Medicare, Medicaid and CHIP Enrollment Revocation and Denial Authorities Have Expanded.  What Steps are You Taking to Reduce Your Level of Risk?

Medicare Enrollment

Big Changes to CMS Form 855 are on the Horizon

(September 18, 2019):  On September 10, 2019, the Department of Health and Human Services (HHS) and Centers for Medicare and Medicaid Services (CMS) published a Final Rule in the Federal Register entitled, “Medicare, Medicaid, and Children’s Health Insurance Programs; Program Integrity Enhancements to the Provider Enrollment Process.” Issuance of the Final Rule is necessary in order to implement sections 1866(j)(5) and 1902(kk)(3) of the Social Security Act (as amended by the Affordable Care Act), which require that providers and suppliers fully disclose information related to affiliations, uncollected debts and certain adverse actions that may impact the program integrity of the affected government health plan.  As discussed below, the impact of the Final Rule on the Medicare enrollment disclosure requirements of providers and suppliers has been significantly enhanced.  Moreover, the authority of CMS to revoke or deny the enrollment of a participating provider or supplier has been greatly expanded.  Under the Final Rule, the reporting obligations of Medicare, Medicaid, and CHIP providers and suppliers will dramatically increase when they file a new enrollment application, revalidate their enrollment, need to file a change of information, or need to notify the agency of a change in ownership .[1]  This article is intended to take a “first look” at the impact of the Final Rule on the obligations  faced by providers and suppliers. Additionally this article reviews CMS’ new revocation and denial authority, and it explores a number of the challenges that you or other providers may face, as a result.

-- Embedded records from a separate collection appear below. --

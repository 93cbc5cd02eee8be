//! viewc - render a view arch from the command line
//!
//! Usage:
//!   cargo run --features cli --bin viewc -- \
//!     --arch config/views/partner_form.xml \
//!     --model config/models/partner.yaml
//!
//! `attrs` conditions are left dynamic (the domain grammar is evaluated by
//! the client), so the output shows exactly what a client would receive.

use std::path::PathBuf;

use anyhow::{Context, Result};
use clap::Parser;

use view_arch::{ConfigLoader, KeepDynamic, ModelFields, ProcessorConfig, RecordContext, ViewProcessor};

/// Render a view arch with canonical field names and modifiers
#[derive(Parser, Debug)]
#[command(name = "viewc")]
#[command(about = "Render a view arch with canonical field names and modifiers")]
struct Args {
    /// View arch XML file
    #[arg(long, short = 'a')]
    arch: PathBuf,

    /// Model definition YAML file
    #[arg(long, short = 'm')]
    model: PathBuf,

    /// Processor config YAML file (defaults to the config directory's view_arch.yaml)
    #[arg(long, short = 'c')]
    config: Option<PathBuf>,

    /// Render modifiers on containers and drop attrs, as sent to web clients
    #[arg(long, conflicts_with = "config")]
    client: bool,
}

fn main() -> Result<()> {
    tracing_subscriber::fmt()
        .with_env_filter(
            tracing_subscriber::EnvFilter::from_default_env()
                .add_directive(tracing::Level::WARN.into()),
        )
        .with_writer(std::io::stderr)
        .init();

    let args = Args::parse();

    let config = if args.client {
        ProcessorConfig::client()
    } else if let Some(path) = &args.config {
        let content = std::fs::read_to_string(path)
            .with_context(|| format!("reading config {}", path.display()))?;
        ProcessorConfig::from_yaml(&content)?
    } else {
        ConfigLoader::from_env().load_processor_config()?
    };

    let fields = ModelFields::from_yaml_file(&args.model)
        .with_context(|| format!("loading model {}", args.model.display()))?;
    let arch = std::fs::read_to_string(&args.arch)
        .with_context(|| format!("reading arch {}", args.arch.display()))?;

    let processor = ViewProcessor::new(&fields, &fields, &KeepDynamic).with_config(config);
    let rendered = processor
        .process(&arch, &RecordContext::new())
        .with_context(|| format!("processing {}", args.arch.display()))?;

    println!("{}", rendered);
    Ok(())
}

I.  Background – Medicare Enrollment and Revalidation Program Integrity Measures:

Approximately, 54 million individuals are enrolled in the Medicare program.[2]  In order to qualify to provide care and treatment services to these beneficiaries, a health care provider or supplier must meet a number of administrative, regulatory, and statutory requirements that are meant to protect both the patient and the financial integrity of the Medicare program.  The Medicare enrollment process effectively serves as one of the agency’s primary ways to protect patients and the Medicare Trust Fund from the actions of providers and suppliers whose participation would represent a significant risk of fraud or abuse.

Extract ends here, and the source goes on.